ITC Limited's FMCG segment (excluding notebooks) sustained an 8% revenue growth, but noted that ‘excessive rains and transition to the new GST regime posed operational challenges causing short-term business disruptions’. Its cigarette segment, however, reported volume-led growth.
However, Nestlé India bucked the trend with strong double-digit volume-led growth in categories like confectionery and beverages, partially offsetting softness in milk products.
During the quarter, the government slashed GST rates on a wide range of everyday consumables, moving a significant portion of the FMCG portfolio from 12-18% tax slabs to a uniform 5%.
Dabur stated that 66% of its India portfolio benefited from the rate reduction. ITC confirmed that over 50% of its FMCG portfolio saw lower GST rates. HUL transitioned approximately 40% of its portfolio to the new 5% rate.
All companies emphasised that they have proactively passed on the full benefit of the tax cuts to consumers. However, the process of re-pricing thousands of SKUs, communicating changes to a vast trade network, and managing trade de-stocking and re-stocking led to significant one-time disruption.
Despite the quarterly slowdown, the industry's leadership is unanimously optimistic about the future.

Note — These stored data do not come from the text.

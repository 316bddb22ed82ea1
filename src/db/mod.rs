pub mod postgres;

pub use postgres::PostgresTradeStore;
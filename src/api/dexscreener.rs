use super::MarketDataProvider;
use crate::error::{ServiceError, StoreError};
use crate::models::{PriceSample, PriceSeries};
use crate::persistence::{retry_with_backoff, RedisPriceHistory, RetryPolicy};
use async_trait::async_trait;
use chrono::Utc;
use reqwest::{Client, StatusCode};
use serde::Deserialize;

pub const DEXSCREENER_API_BASE: &str = "https://api.dexscreener.com/latest/dex";
const SERVICE: &str = "dexscreener";

/// Client for DexScreener API
#[derive(Clone)]
pub struct DexScreenerClient {
    client: Client,
    base_url: String,
    chain_id: String,
    retry: RetryPolicy,
}

#[derive(Debug, Deserialize)]
struct DexScreenerResponse {
    #[serde(default)]
    pairs: Option<Vec<PairData>>,
}

#[derive(Debug, Deserialize)]
#[serde(rename_all = "camelCase")]
struct PairData {
    chain_id: String,
    price_usd: Option<String>,
    #[serde(default)]
    volume: VolumeData,
    market_cap: Option<f64>,
    fdv: Option<f64>,
    liquidity: Option<LiquidityData>,
}

#[derive(Debug, Deserialize, Default)]
struct VolumeData {
    #[serde(default)]
    h24: f64,
}

#[derive(Debug, Deserialize)]
struct LiquidityData {
    #[serde(default)]
    usd: f64,
}

/// Latest market view of a token's main pair
#[derive(Debug, Clone, Copy, PartialEq)]
pub struct PairSnapshot {
    pub price: f64,
    pub volume_24h: f64,
    pub market_cap: f64,
    pub liquidity: f64,
}

impl DexScreenerClient {
    pub fn new() -> Self {
        Self::with_base_url(DEXSCREENER_API_BASE)
    }

    pub fn with_base_url(base_url: impl Into<String>) -> Self {
        Self {
            client: Client::new(),
            base_url: base_url.into(),
            chain_id: "solana".to_string(),
            retry: RetryPolicy {
                max_retries: 2,
                base_delay_ms: 2000,
                max_delay_ms: 8000,
            },
        }
    }

    pub fn with_chain(mut self, chain_id: impl Into<String>) -> Self {
        self.chain_id = chain_id.into();
        self
    }

    pub fn with_retry(mut self, retry: RetryPolicy) -> Self {
        self.retry = retry;
        self
    }

    /// Current snapshot for a token by its mint address.
    ///
    /// Server errors and dropped connections are retried; a 429 is returned
    /// straight away so the scheduler can back off the whole token.
    pub async fn get_snapshot(&self, token_address: &str) -> Result<PairSnapshot, ServiceError> {
        retry_with_backoff(
            &self.retry,
            "dexscreener snapshot",
            |e: &ServiceError| match e {
                ServiceError::Unavailable { .. } => true,
                ServiceError::Http { status, .. } => *status >= 500,
                _ => false,
            },
            move || self.fetch_snapshot_once(token_address),
        )
        .await
    }

    async fn fetch_snapshot_once(&self, token_address: &str) -> Result<PairSnapshot, ServiceError> {
        let url = format!("{}/tokens/{}", self.base_url, token_address);

        let response = self
            .client
            .get(&url)
            .send()
            .await
            .map_err(|e| ServiceError::unavailable(SERVICE, e))?;

        let status = response.status();
        if status == StatusCode::TOO_MANY_REQUESTS {
            return Err(ServiceError::RateLimited {
                service: SERVICE.to_string(),
            });
        }
        if !status.is_success() {
            let body = response.text().await.unwrap_or_default();
            return Err(ServiceError::Http {
                service: SERVICE.to_string(),
                status: status.as_u16(),
                body,
            });
        }

        let parsed: DexScreenerResponse = response
            .json()
            .await
            .map_err(|e| ServiceError::invalid(SERVICE, e))?;

        // Prefer the configured chain, most liquid pair first
        let pair = parsed
            .pairs
            .unwrap_or_default()
            .into_iter()
            .filter(|p| p.chain_id == self.chain_id)
            .max_by(|a, b| {
                let la = a.liquidity.as_ref().map_or(0.0, |l| l.usd);
                let lb = b.liquidity.as_ref().map_or(0.0, |l| l.usd);
                la.total_cmp(&lb)
            })
            .ok_or_else(|| {
                ServiceError::invalid(SERVICE, format!("no {} pair for {}", self.chain_id, token_address))
            })?;

        let price: f64 = pair
            .price_usd
            .as_deref()
            .ok_or_else(|| ServiceError::invalid(SERVICE, "pair has no USD price"))?
            .parse()
            .map_err(|e| ServiceError::invalid(SERVICE, e))?;

        Ok(PairSnapshot {
            price,
            volume_24h: pair.volume.h24,
            market_cap: pair.market_cap.or(pair.fdv).unwrap_or(0.0),
            liquidity: pair.liquidity.map_or(0.0, |l| l.usd),
        })
    }
}

impl Default for DexScreenerClient {
    fn default() -> Self {
        Self::new()
    }
}

/// DexScreener snapshots accumulated into a Redis-backed rolling history
pub struct LiveMarketData {
    dex: DexScreenerClient,
    history: RedisPriceHistory,
    history_hours: u64,
}

impl LiveMarketData {
    pub fn new(dex: DexScreenerClient, history: RedisPriceHistory, history_hours: u64) -> Self {
        Self {
            dex,
            history,
            history_hours,
        }
    }

    async fn record_and_load(
        &self,
        token_address: &str,
        sample: &PriceSample,
    ) -> Result<Vec<PriceSample>, StoreError> {
        self.history.save_sample(token_address, sample).await?;
        let samples = self.history.load_samples(token_address, self.history_hours).await?;
        self.history
            .cleanup_old(token_address, self.history_hours)
            .await?;
        Ok(samples)
    }
}

#[async_trait]
impl MarketDataProvider for LiveMarketData {
    async fn fetch_token_time_series(
        &self,
        token_address: &str,
    ) -> Result<PriceSeries, ServiceError> {
        let snapshot = self.dex.get_snapshot(token_address).await?;
        let sample = PriceSample {
            timestamp: Utc::now(),
            price: snapshot.price,
            volume: snapshot.volume_24h,
        };

        // Losing history only shortens the series; strategies that need more skip
        let samples = match self.record_and_load(token_address, &sample).await {
            Ok(samples) if !samples.is_empty() => samples,
            Ok(_) => vec![sample],
            Err(e) => {
                tracing::warn!("Price history unavailable for {}: {}", token_address, e);
                vec![sample]
            }
        };

        Ok(PriceSeries::new(token_address, samples)
            .with_market(snapshot.market_cap, snapshot.liquidity))
    }
}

HUL's management stated that GST-related disruptions are expected to continue into October, with ‘normal trading conditions anticipated early November onwards.’ They expect the second half of FY26 to be better than the first. Dabur echoed this sentiment, stating the GST reforms are "lighter on the pocket, brighter for the future," and are likely to boost consumption going forward.